Using and Interpreting AP Scores
The extensive work done by college faculty and AP teachers ensures that AP Exam scores accurately represent students’ achievement in the equivalent college course. Research studies establish the validity of AP scores. AP Score Credit Recommendation College Grade Equivalent 5 Extremely well qualified A 4 Well qualified A-, B+, B 3 Qualified B-, C+, C 2 Possibly qualified n/a 1 No recommendation n/a
Colleges and universities set their own credit and placement policies, but most private institutions award credit or advanced placement for AP scores of 3 or higher. Likewise, most states have statewide credit policies that ensure college credit is awarded for scores of 3 or higher at public colleges and universities. To confirm a college’s AP credit/placement policy, a search engine is available at: apstudent.collegeboard.org/creditandplacement/search-credit-policies.
Becoming an AP Reader
Thousands of AP teachers and college faculty members evaluate and score the free-response sections of the AP Exams each June. Benefits include bringing positive changes to the classroom, gaining in-depth understanding of AP Exam and AP scoring standards, compensation and expenses covered, distributed scoring opportunities, and Continuing Education Units (CEUs).
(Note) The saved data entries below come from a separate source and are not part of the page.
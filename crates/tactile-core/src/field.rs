//! Field codec — int and blob fields at explicit offsets.
//!
//! Every function takes a buffer and a start offset and returns the offset
//! immediately after the field. There is no hidden cursor: callers thread
//! the returned offset into the next call. Writes are not transactional.

use zerocopy::byteorder::{LittleEndian, I32};
use zerocopy::{AsBytes, FromBytes};

use crate::wire::{CodecError, Malformed, DOUBLE_LEN, INT_FIELD_LEN};

/// End offset of a `len`-byte field at `offset`, or `OutOfBounds`.
fn span(capacity: usize, offset: usize, len: usize) -> Result<usize, CodecError> {
    offset
        .checked_add(len)
        .filter(|&end| end <= capacity)
        .ok_or(CodecError::OutOfBounds {
            offset,
            needed: len,
            capacity,
        })
}

/// Convert a blob length into its int field value.
fn length_field(offset: usize, len: usize, capacity: usize) -> Result<i32, CodecError> {
    i32::try_from(len).map_err(|_| CodecError::OutOfBounds {
        offset,
        needed: len,
        capacity,
    })
}

// ── Int ───────────────────────────────────────────────────────────────────────

/// Write a 4-byte little-endian int.
pub fn write_int(buf: &mut [u8], offset: usize, value: i32) -> Result<usize, CodecError> {
    let end = span(buf.len(), offset, INT_FIELD_LEN)?;
    buf[offset..end].copy_from_slice(I32::<LittleEndian>::new(value).as_bytes());
    Ok(end)
}

/// Read a 4-byte little-endian int.
pub fn read_int(buf: &[u8], offset: usize) -> Result<(usize, i32), CodecError> {
    let capacity = buf.len();
    let end = span(capacity, offset, INT_FIELD_LEN)?;
    let value = I32::<LittleEndian>::read_from(&buf[offset..end])
        .ok_or(CodecError::OutOfBounds {
            offset,
            needed: INT_FIELD_LEN,
            capacity,
        })?
        .get();
    Ok((end, value))
}

// ── Blob ──────────────────────────────────────────────────────────────────────

/// Write a length-prefixed blob.
///
/// The length field is written before the payload range is checked, so an
/// oversized blob fails with `OutOfBounds` after its length is already in
/// the buffer.
pub fn write_bytes(buf: &mut [u8], offset: usize, blob: &[u8]) -> Result<usize, CodecError> {
    let len = length_field(offset, blob.len(), buf.len())?;
    let start = write_int(buf, offset, len)?;
    let end = span(buf.len(), start, blob.len())?;
    buf[start..end].copy_from_slice(blob);
    Ok(end)
}

/// Read a length-prefixed blob, borrowing it from the buffer.
pub fn read_bytes(buf: &[u8], offset: usize) -> Result<(usize, &[u8]), CodecError> {
    let (start, count) = read_int(buf, offset)?;
    let count = usize::try_from(count).map_err(|_| Malformed::NegativeLength(count))?;
    let end = span(buf.len(), start, count)?;
    Ok((end, &buf[start..end]))
}

// ── Double arrays ─────────────────────────────────────────────────────────────

/// Write `values` as one blob of concatenated little-endian f64s.
///
/// Equivalent to serializing the doubles and calling [`write_bytes`], without
/// the intermediate allocation. Same length-first failure behavior.
pub fn write_doubles(buf: &mut [u8], offset: usize, values: &[f64]) -> Result<usize, CodecError> {
    let byte_len = values.len().saturating_mul(DOUBLE_LEN);
    let len = length_field(offset, byte_len, buf.len())?;
    let start = write_int(buf, offset, len)?;
    let end = span(buf.len(), start, byte_len)?;
    for (slot, value) in buf[start..end].chunks_exact_mut(DOUBLE_LEN).zip(values) {
        slot.copy_from_slice(&value.to_le_bytes());
    }
    Ok(end)
}

/// Read a blob of concatenated little-endian f64s.
pub fn read_doubles(buf: &[u8], offset: usize) -> Result<(usize, Vec<f64>), CodecError> {
    let (end, blob) = read_bytes(buf, offset)?;
    if blob.len() % DOUBLE_LEN != 0 {
        return Err(Malformed::UnalignedDoubles(blob.len()).into());
    }
    let values = blob
        .chunks_exact(DOUBLE_LEN)
        .map(|chunk| {
            let mut raw = [0u8; DOUBLE_LEN];
            raw.copy_from_slice(chunk);
            f64::from_le_bytes(raw)
        })
        .collect();
    Ok((end, values))
}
To apply, visit collegeboard.org/apreading.
AP Resources and Supports
Teachers and students receive access to classroom resources aligned to the course framework after class selection. AP Classroom is an online platform with a variety of resources and tools for yearlong support.
Sources
Primary sources paired with each topic, available on topic pages for ease of access and instruction.
Unit Guides
Optional planning guides on AP Classroom outline course content and skills, suggest content sequence and pacing, scaffold skill instruction, organize content into topics, and provide AP Exam tips.
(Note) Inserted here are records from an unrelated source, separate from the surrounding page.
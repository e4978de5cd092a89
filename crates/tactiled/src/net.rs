//! UDP plumbing for the bridge.
//!
//! One socket receives from both peers and sends replies to both. Bad
//! datagrams are logged and dropped; the loop only exits on shutdown.

use std::net::SocketAddr;

use anyhow::{Context, Result};
use socket2::{Domain, Protocol, Socket, Type};
use tokio::net::UdpSocket;
use tokio::sync::broadcast;

use tactile_core::WaveformTransform;

use crate::bridge::Bridge;

/// Bytes of each datagram rendered in trace output.
const TRACE_HEAD_LEN: usize = 16;

/// Create a non-blocking UDP socket bound to `addr`.
pub fn bind_socket(addr: SocketAddr, buffer_size: usize) -> Result<UdpSocket> {
    let domain = Domain::for_address(addr);
    let socket = Socket::new(domain, Type::DGRAM, Some(Protocol::UDP)).context("socket()")?;

    socket.set_reuse_address(true).context("SO_REUSEADDR")?;
    socket.set_nonblocking(true).context("set_nonblocking")?;
    if let Err(e) = socket.set_recv_buffer_size(buffer_size.saturating_mul(4)) {
        tracing::debug!(error = %e, "SO_RCVBUF not applied");
    }
    socket
        .bind(&addr.into())
        .with_context(|| format!("bind({addr})"))?;

    let std_socket: std::net::UdpSocket = socket.into();
    UdpSocket::from_std(std_socket).context("failed to convert to tokio UdpSocket")
}

/// Receive, dispatch, reply. Runs until `shutdown` fires.
pub async fn bridge_loop<T: WaveformTransform>(
    socket: UdpSocket,
    mut bridge: Bridge<T>,
    buffer_size: usize,
    mut shutdown: broadcast::Receiver<()>,
) -> Result<()> {
    let mut buf = vec![0u8; buffer_size];

    tracing::info!(addr = %socket.local_addr()?, buffer_size, "bridge listening");

    loop {
        let (len, peer) = tokio::select! {
            r = socket.recv_from(&mut buf) => match r {
                Ok(r) => r,
                Err(e) => {
                    tracing::warn!(error = %e, "recv_from failed");
                    continue;
                }
            },
            _ = shutdown.recv() => {
                tracing::info!("bridge loop stopping");
                return Ok(());
            }
        };

        let datagram = &buf[..len];
        tracing::trace!(
            peer = %peer,
            bytes = len,
            head = hex::encode(&datagram[..len.min(TRACE_HEAD_LEN)]),
            "datagram received"
        );

        let reply = match bridge.handle(datagram) {
            Ok(reply) => reply,
            Err(e) => {
                tracing::warn!(peer = %peer, bytes = len, error = %e, "dropping datagram");
                continue;
            }
        };

        match socket.send_to(reply.payload, reply.dest).await {
            Ok(sent) => tracing::debug!(
                role = ?reply.role,
                dest = %reply.dest,
                bytes = sent,
                "reply sent"
            ),
            Err(e) => tracing::warn!(dest = %reply.dest, error = %e, "send_to failed"),
        }
    }
}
Individual Student Project Resources
Individual Student Project Manual includes an instructional guide with day-by-day guidance on supporting students in project completion during Units 3 and 4 or at course end. Additional materials on AP Classroom include a student workbook, teaching materials, and videos to help students develop necessary skills.
Instructional Model
Integrating AP resources can develop student skills and conceptual understandings. The instructional model incorporates resources into the classroom.
Plan
Review the Course Framework to identify conceptual understandings and skills for each unit.
Use the Unit at a Glance table to identify related topics that build toward a common understanding, and then plan appropriate pacing for students.
Teach
Use topic pages in the Course Framework to identify required content.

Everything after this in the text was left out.